Thursday, March 02, 2006

Can someone please shoot the sensitive man?

There is somewhere, we women hope, a secret pre-Oscar conclave being held even as we speak. The knights in shining armour, the superheroes, the undefeatables and indefatigables, the Marlon Brandos and muscle men who truly knew how to pack a punch, the impeccable gentleman who left his woman wanting just one more kiss, and oh-so-weak in the knees, the players-to-win and what’s-this-rubbish-about-the-spirit-that-counts men are gathered, to reunite and strategise an early conquest of their lost worlds. First on the agenda we insist is assigning a sharp shooter to target each scriptwriter.
Or should we just give it up sisters, is the battle lost? The stylists of the world have our men plucked, plundered and delivered dry and sober as the mirthless metrosexual world into which they have been born, and none save the image consultant is the merrier for it. They are politically correct, impeccably styled, finely fashioned, and well studied. If Jane Eyre or Charlotte Bronte, or Wodehouse for that matter, lived today where would the character who sighed and said, “Ah, note the glimmer in his eye and spring in his step, it must be love” be? How will a man be altered by a woman’s presence in his life, when he is altered beyond recognition from maleness before she meets him?

And you don’t need a Brokeback Mountain to storm a bastion that had crumbled to ruins when men forgot that ‘no’ never quite went out of fashion. And thus constantly eager to please George Clooney replaced a defiantly laughing at me Clark Gable, and Sean Connery fell to seductresses like a hooker to the highest bidder. The best they could do with Marlin Brando was label him icon and state such a one will never again be. How true. James Bond got bashed up. But incredibly the worst perpetration of the secretly sacrificing the world scriptwriter guild is this: could they not even spare us our superheroes? Chocolate boy Spiderman began to introspect! I’m not even going to comment on the revulsion at his face being seen. Batman begot moralistic origins, in a bid to prove what really drove him batty in the first place. The wonderful world of knights in shining armour was reduced to potbellied has-been animated Incredibles. I mean, Shrek is an icon for the love of an ogres heart. Do you blame Pran for not attending dos anymore? If the afraid-of-nothing Al Pacinos, the Harrison Fords, the Sean Penns have no place and fewer roles in 35mm today, is it because they are questioning which angle of real life to mirror. The macho male, nay, even the gentleman whose first date kiss brings tangible tension, has retired wounded.
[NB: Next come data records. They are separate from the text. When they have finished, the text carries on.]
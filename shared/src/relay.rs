//! The parameterized chat relay.
//!
//! Every chat handler is the same linear pipeline (preflight, method gate,
//! body parse, field extraction, credential check, one upstream call,
//! response mapping), differing only in the [`ChatTarget`] it is built with.

use lambda_http::http::Method;
use lambda_http::{Body, Request, Response};
use serde_json::Value;
use std::time::Duration;
use tracing::{error, warn};

use crate::config::{CredentialSource, EnvCredentials};
use crate::http::{self, ReplyBody};
use crate::llm::{self, ChatCompletionRequest, ChatMessage};
use crate::upstream::{AuthScheme, HttpUpstream, Upstream, UpstreamCall, UpstreamReply};
use crate::{Error, Result};

/// Everything that distinguishes one chat relay deployment from another.
#[derive(Debug, Clone)]
pub struct ChatTarget {
    /// Upstream chat-completion endpoint.
    pub url: String,
    /// How the credential is attached to the outbound call.
    pub auth: AuthScheme,
    /// Name of the credential in the process configuration.
    pub credential_var: &'static str,
    /// Model identifier sent in the payload.
    pub model: String,
    /// Optional system prompt, sent ahead of the user's text.
    pub system_prompt: Option<String>,
    pub temperature: f32,
    pub max_tokens: u32,
    /// Accepted body key names for the user's text; first match wins.
    pub prompt_fields: &'static [&'static str],
    /// Whether this variant answers OPTIONS preflights and sends CORS headers.
    pub cors: bool,
    /// Upstream request timeout.
    pub timeout: Duration,
}

/// One chat relay instance, generic over its transport and credential seams.
pub struct ChatRelay<U = HttpUpstream, C = EnvCredentials> {
    target: ChatTarget,
    upstream: U,
    credentials: C,
}

impl ChatRelay {
    /// Production relay: reqwest transport, environment credentials.
    pub fn new(target: ChatTarget) -> Result<Self> {
        let upstream = HttpUpstream::new(target.timeout)?;
        Ok(Self {
            target,
            upstream,
            credentials: EnvCredentials,
        })
    }
}

impl<U: Upstream, C: CredentialSource> ChatRelay<U, C> {
    /// Assemble a relay from explicit parts. Tests use this to inject a
    /// counting mock transport and a map-backed credential source.
    pub fn with_parts(target: ChatTarget, upstream: U, credentials: C) -> Self {
        Self {
            target,
            upstream,
            credentials,
        }
    }

    /// Handle one inbound request, always producing exactly one response.
    pub async fn handle(
        &self,
        event: Request,
    ) -> std::result::Result<Response<Body>, lambda_http::Error> {
        if self.target.cors && event.method() == Method::OPTIONS {
            return http::preflight_response();
        }

        match self.run(&event).await {
            Ok(reply) => self.render(reply),
            Err(err) => {
                error!(error = %err, "chat relay failed before completion");
                http::failure_response(&err, self.target.cors)
            }
        }
    }

    /// Validate the request and issue the single upstream call.
    ///
    /// Every failure before the call returns without touching the network.
    async fn run(&self, event: &Request) -> Result<UpstreamReply> {
        if event.method() != Method::POST {
            return Err(Error::MethodNotAllowed(format!(
                "{} is not allowed; use POST",
                event.method()
            )));
        }

        let payload: Value = http::parse_json_body(event.body())?;
        let prompt = self.extract_prompt(&payload)?;

        let var = self.target.credential_var;
        let credential = self.credentials.get(var).ok_or_else(|| {
            error!(credential = var, "credential missing from configuration");
            Error::Config(format!("Server misconfiguration: {} is not set", var))
        })?;

        let call = self.build_call(&credential, prompt)?;
        self.upstream.send(call).await
    }

    /// Pull the user's text from the first accepted field that holds a
    /// non-empty string.
    fn extract_prompt(&self, payload: &Value) -> Result<String> {
        for field in self.target.prompt_fields {
            if let Some(text) = payload.get(*field).and_then(Value::as_str) {
                if !text.trim().is_empty() {
                    return Ok(text.to_string());
                }
            }
        }
        Err(Error::Validation(format!(
            "Missing required field: {}",
            self.target.prompt_fields.join(" or ")
        )))
    }

    fn build_call(&self, credential: &str, prompt: String) -> Result<UpstreamCall> {
        let mut messages = Vec::with_capacity(2);
        if let Some(system) = &self.target.system_prompt {
            messages.push(ChatMessage::system(system.clone()));
        }
        messages.push(ChatMessage::user(prompt));

        let request = ChatCompletionRequest {
            model: self.target.model.clone(),
            messages,
            temperature: self.target.temperature,
            max_tokens: self.target.max_tokens,
        };

        let mut call = UpstreamCall::post_json(self.target.url.clone(), serde_json::to_value(&request)?);
        self.target.auth.apply(credential, &mut call);
        Ok(call)
    }

    /// Map the upstream reply to the outbound response.
    fn render(
        &self,
        reply: UpstreamReply,
    ) -> std::result::Result<Response<Body>, lambda_http::Error> {
        if !reply.is_success() {
            let details =
                llm::extract_error_message(&reply.body).unwrap_or_else(|| reply.body.clone());
            error!(
                status = reply.status,
                body = %reply.body,
                "upstream returned an error status"
            );
            return http::error_response(reply.status, self.target.cors, "Upstream error", Some(details));
        }

        let text = llm::extract_reply(&reply.body).unwrap_or_else(|| {
            warn!("upstream reply carried no completion text, substituting placeholder");
            llm::EMPTY_REPLY.to_string()
        });
        http::json_response(200, self.target.cors, &ReplyBody { reply: text })
    }
}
Whatever happened to the man who wasn’t afraid of blood, to whom a parlour meant poker, and to whom a poker meant a good stiff fight outside an English pub? They made D’arcy a dunce, took our cowboy turf, and the playboy Nawab of Wherever had to go be responsible and find a job and care for and dutifully marry the woman he loves, never mind being an eager exponent of the virtues of tiger conservation. Forget Brando, give us a Leslie Caron and Maurice Chevalier for heaven’s sake—find us the muscle man, the carpenter, the sportsman, the rake. And for pete’s sake—enough with the men with identity crises.

And for all you scriptwriters who are wondering why your films flop, kindly note that D’arcy and the cowboy and the godfather were sexy because they were arrogant, self-indulgent, insensitive, albeit monied, and good looking men. Not in spite of it. They did not, thankfully, veer, careen or tilt even ever so slightly on the side of the (shudder) metrosexual. In fact, one suspects, that should one have suggested a facial, they would not merely arched an eyebrow, scattered disdain but grunted so loudly, impolitely and unabashedly that reprieve was out of the question. Tony Soprano visiting a shrink to sort his ‘issues’-sorry your political correctness is gasping a mite too loudly in my ear—would have been shot at close quarters. They played rugby, and played to win. They fought pig-headed arguments, stormed out of rooms, and more often than not did not change their socks. As for the great Indian huddle, as my father once put it, “When Kapil Dev led the team to the world cup, they did not hug him, they merely shook hands.”